A signed and encrypted message
A signed and encrypted message contain both a pen icon and a key icon.
This make it very simple to in a flash see wether a message has been signed and encrypted.
First time use
Starting to use Enigmail is very easy, assuming you have gpg installed according to instructions. Enigmail include an own key management feature, and a first-time wizard is in the making. To start using Enigmail you will first have to generate a key. This can be done using the following procedure. Enigmail>OpenPGP Key Management>Generate>New key pair.
You will be presented with the key generation window. Here you can select which account you want it assigned to, and if you want it to be enabled as soon as the key has been generated. We will have a look at the account configuration afterwards. You’re name and email address will be gathered from the account specified. You will and should specify a passphrase for the private key.
I suggest setting the key to not expire. As you get more accustomed to GPG you can change the expiration date of the subkey used for encryption only, while the primary key doesn’t expire. The default setting is a 2048 bit key, which will produce a 1024 bit DSA signing key and a 2048 bit ElGamal encryption key. These are sane settings for most common usage.
Account settings
You can access the account settings by right-clicking on an account and select properties. After installing Enigmail you will see an OpenPGP Security entry. I prefer to sign all messages by default and also to encrypt all messages by default. Ordinarily this will pop up a dialog every time you try to send an email to anybody you don’t have a public key for, but we’ll tweak that in the Engimail configurations afterwards.
Enigmail settings
From the previous step we can press advanced to get the Enigmail settings. These can also be found in the Enigmail menu > preferences. In the Key selection tab I prefer to have never show dialog enabled.

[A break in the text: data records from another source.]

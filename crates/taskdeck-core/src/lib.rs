pub mod api;
pub mod board;
pub mod columns;
pub mod config;
pub mod dialog;
pub mod session;
pub mod view;
#[cfg(test)]
mod tests {
    use super::*;
    use crate::board::{STATUS_DOING, STATUS_TO_DO};

    fn boards_ok(epoch: u64, boards: Vec<Board>) -> BoardEvent {
        BoardEvent::BoardsLoaded {
            epoch,
            result: Ok(boards),
        }
    }

    fn tasks_ok(epoch: u64, board_id: i64, tasks: Vec<Task>) -> BoardEvent {
        BoardEvent::TasksLoaded {
            epoch,
            board_id,
            result: Ok(tasks),
        }
    }

    fn fetch_epoch(commands: &[Command]) -> u64 {
        match commands {
            [Command::FetchTasks { epoch, .. }] => *epoch,
            other => panic!("expected a single task fetch, got {other:?}"),
        }
    }

    fn ready_selection(view: &BoardView) -> &Selection {
        match view.phase() {
            ViewPhase::Ready {
                selection: Some(selection),
                ..
            } => selection,
            other => panic!("expected a selection, got {other:?}"),
        }
    }

    fn start_with_boards(boards: Vec<Board>) -> (BoardView, Vec<Command>) {
        let mut view = BoardView::default();
        let commands = view.apply(BoardEvent::BoardsRequested);
        assert_eq!(commands, vec![Command::FetchBoards { epoch: 1 }]);
        let commands = view.apply(boards_ok(1, boards));
        (view, commands)
    }

    #[test]
    fn first_board_is_selected_with_exactly_one_task_fetch() {
        let (view, commands) =
            start_with_boards(vec![Board::new(7, "Platform"), Board::new(8, "Design")]);

        assert_eq!(commands.len(), 1);
        assert!(
            matches!(&commands[0], Command::FetchTasks { board, .. } if board.id == 7),
            "the fetch must target the first returned board"
        );

        let selection = ready_selection(&view);
        assert_eq!(selection.board.id, 7);
        assert!(selection.tasks.is_fetching());
    }

    #[test]
    fn empty_board_list_is_ready_with_no_selection() {
        let (view, commands) = start_with_boards(Vec::new());

        assert!(commands.is_empty());
        match view.phase() {
            ViewPhase::Ready { boards, selection } => {
                assert!(boards.is_empty());
                assert!(selection.is_none());
            }
            other => panic!("expected ready state, got {other:?}"),
        }
    }

    #[test]
    fn board_list_failure_shows_a_fixed_message_and_absorbs_later_events() {
        let mut view = BoardView::default();
        view.apply(BoardEvent::BoardsRequested);

        let commands = view.apply(BoardEvent::BoardsLoaded {
            epoch: 1,
            result: Err(FetchError::Network("connection refused".to_string())),
        });
        assert!(commands.is_empty());
        assert_eq!(
            view.phase(),
            &ViewPhase::Failed {
                message: "Failed to fetch board data".to_string(),
            }
        );

        assert!(view.apply(BoardEvent::BoardsRequested).is_empty());
        assert!(view.apply(BoardEvent::TasksRequested).is_empty());
    }

    #[test]
    fn missing_token_failure_names_the_token() {
        let mut view = BoardView::default();
        view.apply(BoardEvent::BoardsRequested);
        view.apply(BoardEvent::BoardsLoaded {
            epoch: 1,
            result: Err(FetchError::NoSession),
        });

        assert_eq!(
            view.phase(),
            &ViewPhase::Failed {
                message: "No token found".to_string(),
            }
        );
    }

    #[test]
    fn picking_a_board_updates_the_selection_before_tasks_arrive() {
        let (mut view, _) =
            start_with_boards(vec![Board::new(7, "Platform"), Board::new(8, "Design")]);

        let commands = view.apply(BoardEvent::BoardPicked(Board::new(8, "Design")));
        assert_eq!(fetch_epoch(&commands), 2);

        let selection = ready_selection(&view);
        assert_eq!(selection.board.title, "Design");
        assert!(selection.tasks.is_fetching());
        assert!(
            selection.tasks.columns().is_empty(),
            "a cross-board switch must not show the previous board's columns"
        );
    }

    #[test]
    fn stale_task_response_is_discarded_after_a_board_switch() {
        let (mut view, first_commands) =
            start_with_boards(vec![Board::new(7, "Platform"), Board::new(8, "Design")]);
        let first_epoch = fetch_epoch(&first_commands);

        let second_commands = view.apply(BoardEvent::BoardPicked(Board::new(8, "Design")));
        let second_epoch = fetch_epoch(&second_commands);

        view.apply(tasks_ok(
            second_epoch,
            8,
            vec![Task::new(21, 8, "Mock flows", STATUS_TO_DO)],
        ));
        let commands = view.apply(tasks_ok(
            first_epoch,
            7,
            vec![Task::new(11, 7, "Old board task", STATUS_DOING)],
        ));

        assert!(commands.is_empty());
        let selection = ready_selection(&view);
        assert_eq!(selection.board.id, 8);
        let columns = selection.tasks.columns();
        assert_eq!(columns.task_count(), 1);
        assert_eq!(columns.tasks_for(STATUS_TO_DO)[0].title, "Mock flows");
        assert!(columns.tasks_for(STATUS_DOING).is_empty());
    }

    #[test]
    fn task_refresh_keeps_the_current_columns_while_fetching() {
        let (mut view, commands) = start_with_boards(vec![Board::new(7, "Platform")]);
        let epoch = fetch_epoch(&commands);
        view.apply(tasks_ok(
            epoch,
            7,
            vec![Task::new(11, 7, "Draft outline", STATUS_DOING)],
        ));

        let commands = view.apply(BoardEvent::TasksRequested);
        let next_epoch = fetch_epoch(&commands);
        assert_eq!(next_epoch, epoch + 1);

        let selection = ready_selection(&view);
        assert!(selection.tasks.is_fetching());
        assert_eq!(selection.tasks.columns().task_count(), 1);

        view.apply(tasks_ok(
            next_epoch,
            7,
            vec![
                Task::new(11, 7, "Draft outline", STATUS_DOING),
                Task::new(12, 7, "Write spec", STATUS_TO_DO),
            ],
        ));
        assert_eq!(ready_selection(&view).tasks.columns().task_count(), 2);
    }

    #[test]
    fn failed_task_refresh_retains_previous_columns_silently() {
        let (mut view, commands) = start_with_boards(vec![Board::new(7, "Platform")]);
        let epoch = fetch_epoch(&commands);
        view.apply(tasks_ok(
            epoch,
            7,
            vec![Task::new(11, 7, "Draft outline", STATUS_DOING)],
        ));

        let commands = view.apply(BoardEvent::TasksRequested);
        let next_epoch = fetch_epoch(&commands);
        view.apply(BoardEvent::TasksLoaded {
            epoch: next_epoch,
            board_id: 7,
            result: Err(FetchError::Http {
                status: 500,
                message: None,
            }),
        });

        let selection = ready_selection(&view);
        assert!(!selection.tasks.is_fetching());
        assert_eq!(selection.tasks.columns().task_count(), 1);
        assert!(matches!(view.phase(), ViewPhase::Ready { .. }));
    }

    #[test]
    fn relist_reselects_the_first_board() {
        let (mut view, commands) =
            start_with_boards(vec![Board::new(7, "Platform"), Board::new(8, "Design")]);
        let epoch = fetch_epoch(&commands);
        view.apply(tasks_ok(
            epoch,
            7,
            vec![Task::new(11, 7, "Draft outline", STATUS_DOING)],
        ));

        let commands = view.apply(BoardEvent::BoardPicked(Board::new(8, "Design")));
        let epoch = fetch_epoch(&commands);
        view.apply(tasks_ok(
            epoch,
            8,
            vec![Task::new(21, 8, "Mock flows", STATUS_TO_DO)],
        ));

        let commands = view.apply(BoardEvent::BoardsRequested);
        assert_eq!(commands, vec![Command::FetchBoards { epoch: 2 }]);

        let commands = view.apply(boards_ok(
            2,
            vec![
                Board::new(9, "Growth"),
                Board::new(7, "Platform"),
                Board::new(8, "Design"),
            ],
        ));
        let epoch = fetch_epoch(&commands);

        let selection = ready_selection(&view);
        assert_eq!(selection.board.id, 9);
        assert!(selection.tasks.columns().is_empty());

        view.apply(tasks_ok(epoch, 9, Vec::new()));
        assert!(ready_selection(&view).tasks.columns().is_empty());
    }

    #[test]
    fn relist_carries_columns_when_the_first_board_stays_selected() {
        let (mut view, commands) = start_with_boards(vec![Board::new(7, "Platform")]);
        let epoch = fetch_epoch(&commands);
        view.apply(tasks_ok(
            epoch,
            7,
            vec![Task::new(11, 7, "Draft outline", STATUS_DOING)],
        ));

        view.apply(BoardEvent::BoardsRequested);
        view.apply(boards_ok(
            2,
            vec![Board::new(7, "Platform"), Board::new(10, "Ops")],
        ));

        let selection = ready_selection(&view);
        assert_eq!(selection.board.id, 7);
        assert!(selection.tasks.is_fetching());
        assert_eq!(selection.tasks.columns().task_count(), 1);
    }

    #[test]
    fn relist_supersedes_a_pending_task_fetch() {
        let (mut view, commands) = start_with_boards(vec![Board::new(7, "Platform")]);
        let pending_epoch = fetch_epoch(&commands);

        view.apply(BoardEvent::BoardsRequested);
        let commands = view.apply(boards_ok(2, vec![Board::new(7, "Platform")]));
        let fresh_epoch = fetch_epoch(&commands);
        assert!(fresh_epoch > pending_epoch);

        let commands = view.apply(tasks_ok(
            pending_epoch,
            7,
            vec![Task::new(11, 7, "Leftover", STATUS_DOING)],
        ));
        assert!(commands.is_empty());
        assert!(ready_selection(&view).tasks.is_fetching());

        view.apply(tasks_ok(fresh_epoch, 7, Vec::new()));
        let selection = ready_selection(&view);
        assert!(!selection.tasks.is_fetching());
        assert!(selection.tasks.columns().is_empty());
    }

    #[test]
    fn requests_before_the_list_loads_are_ignored() {
        let mut view = BoardView::default();
        assert!(view.apply(BoardEvent::TasksRequested).is_empty());
        assert!(
            view.apply(BoardEvent::BoardPicked(Board::new(7, "Platform")))
                .is_empty()
        );
        assert_eq!(view.phase(), &ViewPhase::Loading);
    }

    #[test]
    fn task_refresh_with_no_selection_is_ignored() {
        let (mut view, _) = start_with_boards(Vec::new());
        assert!(view.apply(BoardEvent::TasksRequested).is_empty());
    }
}
mod api;
mod app;
mod board;
mod components;
mod login;
mod modal;
mod session;

fn main() {
    console_error_panic_hook::set_once();
    wasm_tracing::set_as_global_default();

    tracing::info!("starting Taskdeck frontend");

    let mount = web_sys::window()
        .and_then(|window| window.document())
        .and_then(|document| document.get_element_by_id("app"))
        .expect("missing #app mount element");

    yew::Renderer::<app::App>::with_root(mount).render();
}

In addition to the changes in the account settings this will automatically encrypt to everybody you have a public key for, if not, send the email unencrypted without warning.
Retrieving keys
You should now be ready to send signed messages, however to encrypt to anybody else, or to verify a signature you need the other persons public key. If the other user has first sent an email, and the key is on a keyserver this is a rather simple task, involving clicking the pen icon and accepting that it download a new key. If you on the other hand don’t have an email message available you would use the Key Management Window. This is also a very simple task involving opening the key management dialog, selecting keyserver and search for key. Then you can type in the name or email address of the person you want to retrieve the key form and in most cases it will exist
Signing keys
Key signing is vital to PGP. You sign a key to authenticate that you know that the key belong to the person it claim to belong to. The Enigmail key management window provide for an easy way to sign keys. You simply right-click on a key listed and select sign key. You will be met by a dialog allowing you to select which key to use to sign, how carefully you have authenticated the key, and a checkbox where you can mark the signature as non-exportable or local. This implies that the key won’t be sent to a keyserver if you send a key.

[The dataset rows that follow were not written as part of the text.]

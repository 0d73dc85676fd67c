use std::sync::OnceLock;

use gloo::net::http::{Request, Response};
use taskdeck_core::api::{
    DataEnvelope, FetchError, LoginRequest, LoginResponse, error_from_response,
};
use taskdeck_core::board::{Board, Task};
use taskdeck_core::config::BackendConfig;
use taskdeck_core::dialog::PlannedCreate;

use crate::session;

const BACKEND_CONFIG_TOML: &str = include_str!("../assets/backend.toml");

pub fn backend() -> &'static BackendConfig {
    static CONFIG: OnceLock<BackendConfig> = OnceLock::new();
    CONFIG.get_or_init(load_backend_config)
}

fn load_backend_config() -> BackendConfig {
    match BackendConfig::from_toml(BACKEND_CONFIG_TOML) {
        Ok(config) => {
            tracing::info!(endpoint = %config.endpoint, "loaded backend config");
            config
        }
        Err(error) => {
            tracing::error!(%error, "failed to parse backend config; using defaults");
            BackendConfig::default()
        }
    }
}

pub async fn login(username: &str, password: &str) -> Result<LoginResponse, FetchError> {
    let body = LoginRequest {
        username: username.to_string(),
        password: password.to_string(),
    };

    let response = Request::post(&backend().login_url())
        .json(&body)
        .map_err(network)?
        .send()
        .await
        .map_err(network)?;
    let body = success_body(response).await?;
    serde_json::from_str(&body).map_err(decode)
}

pub async fn fetch_boards() -> Result<Vec<Board>, FetchError> {
    let token = session::current_token().ok_or(FetchError::NoSession)?;
    let body = authorized_get(&backend().boards_url(), &token).await?;
    let envelope: DataEnvelope<Board> = serde_json::from_str(&body).map_err(decode)?;
    Ok(envelope.data)
}

pub async fn fetch_tasks(board_id: i64) -> Result<Vec<Task>, FetchError> {
    let token = session::current_token().ok_or(FetchError::NoSession)?;
    let body = authorized_get(&backend().tasks_url(board_id), &token).await?;
    let envelope: DataEnvelope<Task> = serde_json::from_str(&body).map_err(decode)?;
    Ok(envelope.data)
}

pub async fn create(url: &str, planned: &PlannedCreate) -> Result<serde_json::Value, FetchError> {
    let response = Request::post(url)
        .header("Authorization", &planned.token)
        .json(&planned.request)
        .map_err(network)?
        .send()
        .await
        .map_err(network)?;
    let body = success_body(response).await?;
    serde_json::from_str(&body).map_err(decode)
}

async fn authorized_get(url: &str, token: &str) -> Result<String, FetchError> {
    let response = Request::get(url)
        .header("Authorization", token)
        .send()
        .await
        .map_err(network)?;
    success_body(response).await
}

async fn success_body(response: Response) -> Result<String, FetchError> {
    let status = response.status();
    let body = response.text().await.map_err(network)?;
    if !(200..=299).contains(&status) {
        return Err(error_from_response(status, &body));
    }
    Ok(body)
}

fn network(error: gloo::net::Error) -> FetchError {
    FetchError::Network(error.to_string())
}

fn decode(error: serde_json::Error) -> FetchError {
    FetchError::Decode(error.to_string())
}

Sending and refreshing keys
For others to see that you have signed a key you will need to distribute the altered public key some way (with your signature on it). The most common way to do so is by using a keyserver. To upload a key to a keyserver you merely right click on the key and select upload keys to keyserver.
To refresh a key you will do the same, right clicking and selecting refresh key from keyserver. Refreshing implies downloading the key again so that you can get updated related to the key. New signatures, new subkeys, or in the case the key has been revoked you will be notified. I therefor recommend that you do this once in a while.